I see lots of student company write-ups and pitches. Most are better than yesterday's $3,000 ARK Price Target Report for $TSLA. In reading the report its clear the motivation is to promote a higher stock price. The fantasy involved is simply spectacular... 1/
Let’s go right to the insurance valuation and model update, where the analyst assumes in a BEAR case Tesla’s “Insurance Operation” is worth $23B in 2025, four short years from now. It’s clear that the author and firm have no clue how insurance works. Harsh, I know. However... 2/
To begin and to be clear, Tesla has ZERO insurance underwriting operations. They are brokering auto policies in California alone for an underwriting fronting sub owned by Markel. The business written is so small to not be quantified either by Tesla or Markel in SEC reporting. 3/
The analyst writes, “ARK believes that in the next few years Tesla could roll out its insurance offering to more states, underwriting its own insurance policies. Because its vehicles have better than average safety profiles, Tesla should be able to use real-time data 4/
to offer insurance in its vehicles, pricing it dynamically, lowering customer acquisition costs, and increasing margins. Relative to Progressive’s 13% EBIT margin in 2019, ARK estimates that Tesla could achieve margins close to 40%. 5/
If it were to sell 40% of vehicles with its own insurance offering by 2025, Tesla’s insurance revenues could approach $23 billion annually in our bear case.” This is the stuff of legend. If "ifs" and "buts" were candy and nuts...This is nuts. 6/
The ARK "bear case" assumes insurance revenues of $23 billion and a 40% EBIT margin in 2025 with 5 million vehicles sold, up 10x from 500k in 2020. Hold underwriting aside for a minute and think about brokerage. 7/
Let’s give ARK credit and assume Tesla brokers the insurance on 40% of all Teslas sold over the next four years, call total sales 10 million units. At a ballpark industry average $1,600 in annual premium, total insurance policy revenue totals $16B on all Teslas sold. 8/
Brokerages and agencies will earn on average 15% of total auto premiums as commissions, so revenues at the 2025 run rate yields $2.4B in annual commissions to $TSLA. How in the world do you get to $23 billion in ARK assumed insurance revenues? Must be underwriting, correct? 9/
Suppose instead of brokering policies for an underwriting front Tesla does get into the underwriting game. Here’s where the analyst & ARK know little or nothing of insurance. Let’s presume Tesla is admitted to underwrite auto in every state in which they sell a vehicle. /10
Suppose for grins Tesla writes the full forecast 40% of all policies on every Tesla sold over the next four years, say a generous 10 million vehicles (5 million in 2025). Tesla would be underwriting insurance on 4 million vehicles, its 40% share of the total.
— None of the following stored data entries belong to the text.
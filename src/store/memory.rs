//! A mail store kept entirely in process memory.
//!
//! Behaves like a single-user IMAP account: folders must exist before they
//! are used, deletes are two-phase (flag, then expunge), and header search is
//! case-insensitive substring matching over undeleted messages.

use std::collections::{BTreeMap, HashSet};
use std::sync::Mutex;

use chrono::{DateTime, Utc};

use super::{ListPattern, MailStore};
use crate::error::{Error, Result};
use crate::mime;
use crate::models::{FolderPath, MessageId};

#[derive(Debug, Clone)]
pub struct StoredMessage {
    pub id: MessageId,
    pub raw: Vec<u8>,
    pub timestamp: DateTime<Utc>,
    pub deleted: bool,
}

#[derive(Debug)]
struct MemoryFolder {
    path: FolderPath,
    subscribed: bool,
    messages: Vec<StoredMessage>,
}

impl MemoryFolder {
    fn new(path: FolderPath) -> Self {
        MemoryFolder {
            path,
            subscribed: false,
            messages: Vec::new(),
        }
    }
}

#[derive(Debug, Default)]
struct State {
    folders: BTreeMap<String, MemoryFolder>,
    next_id: u64,
    read_only: HashSet<String>,
}

#[derive(Debug)]
pub struct MemoryStore {
    delimiter: char,
    state: Mutex<State>,
}

impl MemoryStore {
    pub fn new(delimiter: char) -> Self {
        MemoryStore {
            delimiter,
            state: Mutex::new(State::default()),
        }
    }

    /// Create `folders` up front, e.g. the inbox.
    pub fn with_folders(delimiter: char, folders: &[&str]) -> Self {
        let store = MemoryStore::new(delimiter);
        {
            let mut state = store.lock();
            for f in folders {
                let path = FolderPath::parse(f, delimiter);
                state.folders.insert(path.to_string(), MemoryFolder::new(path));
            }
        }
        store
    }

    /// Drop a message straight into a folder, as a mail client would.
    pub fn deliver(&self, folder: &str, raw: &[u8]) -> Result<MessageId> {
        let path = FolderPath::parse(folder, self.delimiter);
        let mut state = self.lock();
        state.next_id += 1;
        let id = MessageId(state.next_id);
        let f = state
            .folders
            .get_mut(&path.to_string())
            .ok_or_else(|| Error::FolderNotFound(path.to_string()))?;
        f.messages.push(StoredMessage {
            id,
            raw: raw.to_vec(),
            timestamp: Utc::now(),
            deleted: false,
        });
        Ok(id)
    }

    /// Appends to this folder will fail from now on.
    pub fn set_read_only(&self, folder: &FolderPath) {
        self.lock().read_only.insert(folder.to_string());
    }

    pub fn folder_names(&self) -> Vec<String> {
        self.lock().folders.keys().cloned().collect()
    }

    /// Messages not flagged deleted, in arrival order.
    pub fn messages(&self, folder: &FolderPath) -> Vec<StoredMessage> {
        self.lock()
            .folders
            .get(&folder.to_string())
            .map(|f| f.messages.iter().filter(|m| !m.deleted).cloned().collect())
            .unwrap_or_default()
    }

    pub fn is_subscribed(&self, folder: &FolderPath) -> bool {
        self.lock()
            .folders
            .get(&folder.to_string())
            .map(|f| f.subscribed)
            .unwrap_or(false)
    }

    fn lock(&self) -> std::sync::MutexGuard<'_, State> {
        // A poisoned lock only means a test panicked mid-operation.
        self.state.lock().unwrap_or_else(|e| e.into_inner())
    }

    fn with_folder<T>(
        &self,
        folder: &FolderPath,
        f: impl FnOnce(&mut MemoryFolder) -> Result<T>,
    ) -> Result<T> {
        let mut state = self.lock();
        let entry = state
            .folders
            .get_mut(&folder.to_string())
            .ok_or_else(|| Error::FolderNotFound(folder.to_string()))?;
        f(entry)
    }
}

impl MailStore for MemoryStore {
    async fn select(&self, folder: &FolderPath) -> Result<bool> {
        Ok(self.lock().folders.contains_key(&folder.to_string()))
    }

    async fn create(&self, folder: &FolderPath) -> Result<()> {
        let mut state = self.lock();
        let key = folder.to_string();
        if state.folders.contains_key(&key) {
            return Err(Error::Store(format!("CREATE {key}: folder already exists")));
        }
        state.folders.insert(key, MemoryFolder::new(folder.clone()));
        Ok(())
    }

    async fn subscribe(&self, folder: &FolderPath) -> Result<()> {
        self.with_folder(folder, |f| {
            f.subscribed = true;
            Ok(())
        })
    }

    async fn unsubscribe(&self, folder: &FolderPath) -> Result<()> {
        self.with_folder(folder, |f| {
            f.subscribed = false;
            Ok(())
        })
    }

    async fn delete(&self, folder: &FolderPath) -> Result<()> {
        self.lock()
            .folders
            .remove(&folder.to_string())
            .map(|_| ())
            .ok_or_else(|| Error::FolderNotFound(folder.to_string()))
    }

    async fn list(&self, under: &FolderPath, pattern: ListPattern<'_>) -> Result<Vec<FolderPath>> {
        Ok(self
            .lock()
            .folders
            .values()
            .map(|f| &f.path)
            .filter(|p| pattern.matches(under, p))
            .cloned()
            .collect())
    }

    async fn search_header(
        &self,
        folder: &FolderPath,
        header: &str,
        needle: &str,
    ) -> Result<Vec<MessageId>> {
        let needle = needle.to_lowercase();
        self.with_folder(folder, |f| {
            Ok(f.messages
                .iter()
                .filter(|m| !m.deleted)
                .filter(|m| {
                    mime::header_value(&m.raw, header)
                        .map(|v| v.to_lowercase().contains(&needle))
                        .unwrap_or(false)
                })
                .map(|m| m.id)
                .collect())
        })
    }

    async fn fetch(&self, folder: &FolderPath, id: MessageId) -> Result<Vec<u8>> {
        self.with_folder(folder, |f| {
            f.messages
                .iter()
                .find(|m| m.id == id)
                .map(|m| m.raw.clone())
                .ok_or_else(|| Error::Store(format!("FETCH {id} in {folder}: no such message")))
        })
    }

    async fn append(
        &self,
        folder: &FolderPath,
        raw: &[u8],
        timestamp: DateTime<Utc>,
    ) -> Result<()> {
        let mut state = self.lock();
        let key = folder.to_string();
        if state.read_only.contains(&key) {
            return Err(Error::Store(format!("APPEND {key}: folder is read-only")));
        }
        state.next_id += 1;
        let id = MessageId(state.next_id);
        let f = state
            .folders
            .get_mut(&key)
            .ok_or_else(|| Error::FolderNotFound(key.clone()))?;
        f.messages.push(StoredMessage {
            id,
            raw: raw.to_vec(),
            timestamp,
            deleted: false,
        });
        Ok(())
    }

    async fn copy(&self, folder: &FolderPath, id: MessageId, dest: &FolderPath) -> Result<()> {
        let mut state = self.lock();
        let source = state
            .folders
            .get(&folder.to_string())
            .ok_or_else(|| Error::FolderNotFound(folder.to_string()))?
            .messages
            .iter()
            .find(|m| m.id == id)
            .cloned()
            .ok_or_else(|| Error::Store(format!("COPY {id} from {folder}: no such message")))?;

        state.next_id += 1;
        let new_id = MessageId(state.next_id);
        let target = state
            .folders
            .get_mut(&dest.to_string())
            .ok_or_else(|| Error::FolderNotFound(dest.to_string()))?;
        target.messages.push(StoredMessage {
            id: new_id,
            deleted: false,
            ..source
        });
        Ok(())
    }

    async fn flag_deleted(&self, folder: &FolderPath, id: MessageId) -> Result<()> {
        self.with_folder(folder, |f| {
            let msg = f
                .messages
                .iter_mut()
                .find(|m| m.id == id)
                .ok_or_else(|| Error::Store(format!("STORE {id} in {folder}: no such message")))?;
            msg.deleted = true;
            Ok(())
        })
    }

    async fn expunge(&self, folder: &FolderPath) -> Result<()> {
        self.with_folder(folder, |f| {
            f.messages.retain(|m| !m.deleted);
            Ok(())
        })
    }
}

#[cfg(test)]
mod tests {
    use super::*;

    const CMD: &[u8] = b"From: a@example.com\r\nSubject: feed http://example.com/rss\r\n\r\nx\r\n";

    #[tokio::test]
    async fn search_skips_deleted_and_is_case_insensitive() {
        let store = MemoryStore::with_folders('.', &["INBOX"]);
        let inbox = FolderPath::parse("INBOX", '.');
        let id = store.deliver("INBOX", CMD).unwrap();

        let hits = store.search_header(&inbox, "Subject", "FEED ").await.unwrap();
        assert_eq!(hits, vec![id]);

        store.flag_deleted(&inbox, id).await.unwrap();
        assert!(store
            .search_header(&inbox, "Subject", "feed ")
            .await
            .unwrap()
            .is_empty());

        store.expunge(&inbox).await.unwrap();
        assert!(store.fetch(&inbox, id).await.is_err());
    }

    #[tokio::test]
    async fn copy_keeps_source_until_expunge() {
        let store = MemoryStore::with_folders('.', &["INBOX", "INBOX.feeds"]);
        let inbox = FolderPath::parse("INBOX", '.');
        let feeds = FolderPath::parse("INBOX.feeds", '.');
        let id = store.deliver("INBOX", CMD).unwrap();

        store.copy(&inbox, id, &feeds).await.unwrap();
        assert_eq!(store.messages(&inbox).len(), 1);
        assert_eq!(store.messages(&feeds).len(), 1);
        assert_eq!(store.messages(&feeds)[0].raw, CMD);
    }

    #[tokio::test]
    async fn folder_lifecycle() {
        let store = MemoryStore::new('.');
        let f = FolderPath::parse("INBOX.feeds", '.');
        assert!(!store.select(&f).await.unwrap());
        store.create(&f).await.unwrap();
        assert!(store.create(&f).await.is_err());
        store.subscribe(&f).await.unwrap();
        assert!(store.is_subscribed(&f));
        store.unsubscribe(&f).await.unwrap();
        assert!(!store.is_subscribed(&f));
        store.delete(&f).await.unwrap();
        assert!(!store.select(&f).await.unwrap());
    }

    #[tokio::test]
    async fn read_only_folder_rejects_append() {
        let store = MemoryStore::with_folders('.', &["INBOX"]);
        let inbox = FolderPath::parse("INBOX", '.');
        store.set_read_only(&inbox);
        assert!(store.append(&inbox, CMD, Utc::now()).await.is_err());
    }
}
Starting NOW. /11
At $23B in 2025 “insurance revenue,” that’s $5,750 in annual premium/vehicle, more than $3,000/year above what the industry charges per vehicle now and in this case more than 10% of the total vehicle price (before software “upgrades”). Avg is closer to 5% with a wide range. /12
Let’s just say Tesla underwrites on 100% of total vehicles sold over the next four years (I’d take the under on 10 million for a whole bunch of money). At the analyst’s assumed $23B in revenues, that’s $2,300 per policy, still way higher than $PGR’s or the industry average. /13
Now, to underwrite insurance requires capital, yet the ARK model presumes a share count of 1B shares outstanding, well BELOW today’s fully diluted count. Tesla already has 960m shares out and 1.155 out on a fully diluted basis. /14
You can count on all fully diluted shares outstanding if the stock moves up to ARK’s $3,000 price target/share, a $3.47 trillion market cap, 112 times trailing 12-month revenues. Beyond asking how in the world will the company have enough capital to finance building cars.../15
at a 5-10 million annual rate with the capacity they now have and have under construction (Fremont, Shanghai, Germany and Austin) without selling new shares, where will the capital come from to underwrite $23 billion in annual premiums and expand auto production? /16
I wonder if ARK knows auto insurance is underwritten on an admitted basis in each state? Regulatory approval in each state will be required, as will capital - lots of it. I wonder if ARK knows admitted auto insurers can write $3 in premiums for each $1 of statutory capital? /17
Underwriting $23 billion in premium requires almost $8 billion in statutory surplus (equity). Progressive has about $14 billion. What will it cost Tesla to start an insurance underwriting operation on a de novo basis in each state in which it sells cars? /18
It’s going to chew up a substantial portion of the $8 billion needed in surplus to underwrite $23B in business.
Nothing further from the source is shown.